図9Aは、図8の分配プレート352と同様の分配プレート2の平面図を示している。分配プレート2の孔7は、分配プレートの幅及びバイオリアクターの内部空間にわたって流れを均等に分配するように配置されている。図9Bは、幾つかの実施形態による、充填床保持器4の平面図を示しており、これは、流動抵抗を最小限に抑えつつ、充填床領域内に細胞培養基材を効果的に保持するために、多数の大きい開口部8を画定する格子形状を有している。
図10は、図8のスペーサ355の三次元モデルを示している。スペーサは、充填床領域内で基材を圧縮及び/又保持することができると同時に、バイオリアクターの内部空洞327内にスペーサセクション327bを形成して(図7Aを参照)、充填床細胞培養マトリクス上のヘッドスペースを画定することができる。異なる高さの取り外し可能なスペーサ355は、ユーザが異なる体積の細胞培養基材を用いてバイオリアクター内で細胞培養を実施することを可能にし、充填床から培地出口ポートへの培地の無制限の流れを可能にすることができる。すなわち、より高い高さを有するスペーサ355は、それに対応して充填床の高さを低くすることができ、一方、より低い高さを有するスペーサ355は、それに対応して、より高い充填床のためのより多くの空間を可能にすることができる。幾つかの実施形態では、バイオリアクターシステムは、高さの異なる個別のスペーサを使用するのではなく、調整可能な高さを有するスペーサを含むことができる。
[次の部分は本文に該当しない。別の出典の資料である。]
//! Sector catalog
//!
//! Static mapping of theme sectors to their member instruments plus a
//! code → display name table used when a lookup returns no name. The
//! built-in catalog covers eight KRX theme sectors; a JSON file with the
//! same shape can replace it at startup.

use std::collections::{BTreeSet, HashMap, HashSet};
use std::path::Path;

use serde::{Deserialize, Serialize};
use tracing::info;
use types::ids::{InstrumentCode, SectorCode};

use crate::config::ConfigError;

/// One configured sector.
#[derive(Debug, Clone, PartialEq, Eq, Serialize, Deserialize)]
pub struct SectorDefinition {
    pub code: SectorCode,
    pub name: String,
    /// Display color, e.g. `#4F46E5`.
    pub color: String,
    pub instrument_codes: Vec<InstrumentCode>,
}

/// Read-only source of sector configuration.
///
/// Assumed to change only between restarts.
pub trait SectorConfigProvider: Send + Sync {
    /// Sectors in configuration order.
    fn list_sectors(&self) -> &[SectorDefinition];

    fn sector(&self, code: &str) -> Option<&SectorDefinition> {
        self.list_sectors().iter().find(|s| s.code.as_str() == code)
    }

    /// Display name for an instrument, if the catalog knows it.
    fn instrument_name(&self, instrument: &InstrumentCode) -> Option<&str>;

    /// Distinct instruments across all sectors.
    fn distinct_instruments(&self) -> BTreeSet<InstrumentCode> {
        self.list_sectors()
            .iter()
            .flat_map(|s| s.instrument_codes.iter().cloned())
            .collect()
    }
}

/// On-disk catalog shape.
#[derive(Debug, Clone, Default, Serialize, Deserialize)]
pub struct SectorCatalog {
    pub sectors: Vec<SectorDefinition>,
    #[serde(default)]
    pub instrument_names: HashMap<InstrumentCode, String>,
}

/// In-memory catalog.
#[derive(Debug, Clone)]
pub struct StaticSectorConfig {
    sectors: Vec<SectorDefinition>,
    names: HashMap<InstrumentCode, String>,
}

impl StaticSectorConfig {
    /// Build from a catalog, rejecting duplicate sector codes and dropping
    /// repeated instruments within a sector.
    pub fn new(catalog: SectorCatalog) -> Result<Self, ConfigError> {
        let mut seen = HashSet::new();
        let mut sectors = Vec::with_capacity(catalog.sectors.len());

        for mut sector in catalog.sectors {
            if !seen.insert(sector.code.clone()) {
                return Err(ConfigError::CatalogInvalid(format!(
                    "duplicate sector code {}",
                    sector.code
                )));
            }
            let mut members = HashSet::new();
            sector.instrument_codes.retain(|c| members.insert(c.clone()));
            sectors.push(sector);
        }

        Ok(Self {
            sectors,
            names: catalog.instrument_names,
        })
    }

    pub fn from_json_str(json: &str) -> Result<Self, ConfigError> {
        let catalog: SectorCatalog = serde_json::from_str(json)?;
        Self::new(catalog)
    }

    pub fn from_path(path: &Path) -> Result<Self, ConfigError> {
        let raw = std::fs::read_to_string(path).map_err(|source| ConfigError::CatalogIo {
            path: path.to_path_buf(),
            source,
        })?;
        let config = Self::from_json_str(&raw)?;
        info!(
            path = %path.display(),
            sectors = config.sectors.len(),
            "Loaded sector catalog"
        );
        Ok(config)
    }

    /// The built-in eight-sector theme catalog.
    pub fn builtin() -> Self {
        let sectors = BUILTIN_SECTORS
            .iter()
            .map(|(code, name, color, members)| SectorDefinition {
                code: SectorCode::new(*code),
                name: (*name).to_string(),
                color: (*color).to_string(),
                instrument_codes: members.iter().map(|c| InstrumentCode::new(*c)).collect(),
            })
            .collect();
        let names = BUILTIN_NAMES
            .iter()
            .map(|(code, name)| (InstrumentCode::new(*code), (*name).to_string()))
            .collect();
        Self { sectors, names }
    }
}

impl Default for StaticSectorConfig {
    fn default() -> Self {
        Self::builtin()
    }
}

impl SectorConfigProvider for StaticSectorConfig {
    fn list_sectors(&self) -> &[SectorDefinition] {
        &self.sectors
    }

    fn instrument_name(&self, instrument: &InstrumentCode) -> Option<&str> {
        self.names.get(instrument).map(String::as_str)
    }
}

type SectorRow = (&'static str, &'static str, &'static str, [&'static str; 10]);

const BUILTIN_SECTORS: [SectorRow; 8] = [
    (
        "SEMICONDUCTOR",
        "Semiconductor",
        "#4F46E5",
        [
            "005930", "000660", "402340", "042700", "000990", "058470", "036930", "403870",
            "357780", "240810",
        ],
    ),
    (
        "BATTERY",
        "Secondary Battery",
        "#10B981",
        [
            "373220", "006400", "051910", "086520", "247540", "003670", "005387", "012330",
            "096770", "064350",
        ],
    ),
    (
        "ROBOT",
        "Robotics/AI",
        "#F59E0B",
        [
            "267260", "336370", "090460", "443060", "377300", "035420", "298040", "281820",
            "078600", "042660",
        ],
    ),
    (
        "NUCLEAR",
        "Nuclear/SMR",
        "#EF4444",
        [
            "009540", "267260", "034020", "112610", "298040", "042660", "010120", "003490",
            "011790", "006260",
        ],
    ),
    (
        "SHIPBUILDING",
        "Shipbuilding",
        "#3B82F6",
        [
            "009540", "010140", "042660", "267250", "267260", "009830", "010620", "003280",
            "011200", "028670",
        ],
    ),
    (
        "DEFENSE",
        "Defense",
        "#8B5CF6",
        [
            "012450", "047810", "064350", "000880", "103140", "079550", "272210", "042660",
            "009540", "004490",
        ],
    ),
    (
        "BIO",
        "Bio/Healthcare",
        "#EC4899",
        [
            "207940", "068270", "326030", "091990", "128940", "006280", "000100", "302440",
            "145020", "950160",
        ],
    ),
    (
        "ENTERTAINMENT",
        "Entertainment/Media",
        "#F97316",
        [
            "352820", "041510", "122870", "035900", "035420", "035720", "068270", "053800",
            "293490", "263750",
        ],
    ),
];

const BUILTIN_NAMES: &[(&str, &str)] = &[
    ("005930", "Samsung Electronics"),
    ("000660", "SK hynix"),
    ("402340", "SK Square"),
    ("042700", "Hanmi Semiconductor"),
    ("000990", "DB HiTek"),
    ("058470", "Leeno Industrial"),
    ("036930", "Jusung Engineering"),
    ("403870", "HPSP"),
    ("357780", "Soulbrain"),
    ("240810", "Wonik IPS"),
    ("373220", "LG Energy Solution"),
    ("006400", "Samsung SDI"),
    ("051910", "LG Chem"),
    ("086520", "EcoPro"),
    ("247540", "EcoPro BM"),
    ("003670", "POSCO Future M"),
    ("005387", "Hyundai Motor 2nd Pref"),
    ("012330", "Hyundai Mobis"),
    ("096770", "SK Innovation"),
    ("064350", "Hyundai Rotem"),
    ("267260", "HD Hyundai Electric"),
    ("336370", "Saltlux"),
    ("090460", "BH"),
    ("443060", "Rainbow Robotics"),
    ("377300", "Kakao Pay"),
    ("035420", "NAVER"),
    ("298040", "Hyosung Heavy Industries"),
    ("281820", "KCTech"),
    ("078600", "Daejoo Electronic Materials"),
    ("042660", "Hanwha Ocean"),
    ("009540", "HD Korea Shipbuilding"),
    ("034020", "Doosan Enerbility"),
    ("112610", "CS Wind"),
    ("010120", "LS ELECTRIC"),
    ("003490", "Korean Air"),
    ("011790", "SKC"),
    ("006260", "LS"),
    ("010140", "Samsung Heavy Industries"),
    ("267250", "HD Hyundai"),
    ("009830", "Hanwha Solutions"),
    ("010620", "HD Hyundai Mipo"),
    ("003280", "Heung-A Shipping"),
    ("011200", "HMM"),
    ("028670", "Pan Ocean"),
    ("012450", "Hanwha Aerospace"),
    ("047810", "Korea Aerospace Industries"),
    ("000880", "Hanwha"),
    ("103140", "Poongsan"),
    ("079550", "LIG Nex1"),
    ("272210", "Hanwha Systems"),
    ("004490", "Sebang Global Battery"),
    ("207940", "Samsung Biologics"),
    ("068270", "Celltrion"),
    ("326030", "SK Biopharm"),
    ("091990", "Celltrion Healthcare"),
    ("128940", "Hanmi Pharm"),
    ("006280", "GC Biopharma"),
    ("000100", "Yuhan"),
    ("302440", "SK Bioscience"),
    ("145020", "Hugel"),
    ("950160", "Kolon TissueGene"),
    ("352820", "HYBE"),
    ("041510", "SM Entertainment"),
    ("122870", "YG Entertainment"),
    ("035900", "JYP Ent."),
    ("035720", "Kakao"),
    ("053800", "AhnLab"),
    ("293490", "Kakao Games"),
    ("263750", "Pearl Abyss"),
];

#[cfg(test)]
mod tests {
    use super::*;

    #[test]
    fn test_builtin_catalog_shape() {
        let config = StaticSectorConfig::builtin();
        let sectors = config.list_sectors();
        assert_eq!(sectors.len(), 8);
        assert!(sectors.iter().all(|s| s.instrument_codes.len() == 10));
        assert_eq!(sectors[0].code.as_str(), "SEMICONDUCTOR");
        assert_eq!(sectors[0].color, "#4F46E5");

        // Every member instrument has a display name.
        for code in config.distinct_instruments() {
            assert!(config.instrument_name(&code).is_some(), "no name for {}", code);
        }
    }

    #[test]
    fn test_sector_lookup() {
        let config = StaticSectorConfig::builtin();
        assert_eq!(config.sector("BIO").map(|s| s.color.as_str()), Some("#EC4899"));
        assert!(config.sector("NONEXISTENT").is_none());
    }

    #[test]
    fn test_from_json() {
        let config = StaticSectorConfig::from_json_str(
            r##"{
                "sectors": [
                    {"code": "A", "name": "Alpha", "color": "#000000",
                     "instrument_codes": ["000001", "000002", "000001"]}
                ],
                "instrument_names": {"000001": "One"}
            }"##,
        )
        .unwrap();

        let sector = config.sector("A").unwrap();
        assert_eq!(sector.instrument_codes.len(), 2);
        assert_eq!(
            config.instrument_name(&InstrumentCode::new("000001")),
            Some("One")
        );
        assert_eq!(config.instrument_name(&InstrumentCode::new("000002")), None);
    }

    #[test]
    fn test_json_codes_are_trimmed() {
        let config = StaticSectorConfig::from_json_str(
            r##"{
                "sectors": [
                    {"code": " A ", "name": "Alpha", "color": "#000000",
                     "instrument_codes": [" 005930", "005930 "]}
                ],
                "instrument_names": {" 005930 ": "Samsung Electronics"}
            }"##,
        )
        .unwrap();

        let sector = config.sector("A").unwrap();
        assert_eq!(sector.instrument_codes, vec![InstrumentCode::new("005930")]);
        assert_eq!(
            config.instrument_name(&InstrumentCode::new("005930")),
            Some("Samsung Electronics")
        );

        let blank = StaticSectorConfig::from_json_str(
            r##"{"sectors": [{"code": "A", "name": "x", "color": "#000", "instrument_codes": ["  "]}]}"##,
        );
        assert!(matches!(blank, Err(ConfigError::CatalogFormat(_))));
    }

    #[test]
    fn test_duplicate_sector_rejected() {
        let err = StaticSectorConfig::from_json_str(
            r##"{"sectors": [
                {"code": "A", "name": "x", "color": "#000", "instrument_codes": []},
                {"code": "A", "name": "y", "color": "#111", "instrument_codes": []}
            ]}"##,
        )
        .unwrap_err();
        assert!(matches!(err, ConfigError::CatalogInvalid(_)));
    }

    #[test]
    fn test_malformed_json_rejected() {
        assert!(matches!(
            StaticSectorConfig::from_json_str("{not json"),
            Err(ConfigError::CatalogFormat(_))
        ));
    }

    #[test]
    fn test_missing_file() {
        let err = StaticSectorConfig::from_path(Path::new("/nonexistent/sectors.json"))
            .unwrap_err();
        assert!(matches!(err, ConfigError::CatalogIo { .. }));
    }
}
図11は、異なる高さのスペーサインサートを備え、それに対応して異なる高さの充填床基材を備えた、アセンブリされた充填床バイオリアクターの例を示している。この例では、左から右に、同じバイオリアクターを生産性が3倍に拡張するように構成することができる。しかしながら、本開示の実施形態は、構成要素のサイズをそれに応じて調整することによって、所与のバイオリアクターの生産性をさらに広範囲にスケールアップできるようにすることが企図されている。
図12は、1つ以上の実施形態による、バイオプロセッシングシステム400に組み込まれたバイオリアクター402を示している。システム400は、例えば、pH、温度、及び酸素化レベルなどの細胞培養培地パラメータを適切に維持するための培地調整容器411を含む。自動制御ポンプ409はバイオリアクター402を通して培地を灌流するために用いられる。バイオリアクター入口413には、細胞の接種又は採取した細胞の収集を容易にする追加の3方向ポートが装備されている。システム400は、培地調整容器411内のセンサ412だけでなく、インラインセンサを含んでいてもよい。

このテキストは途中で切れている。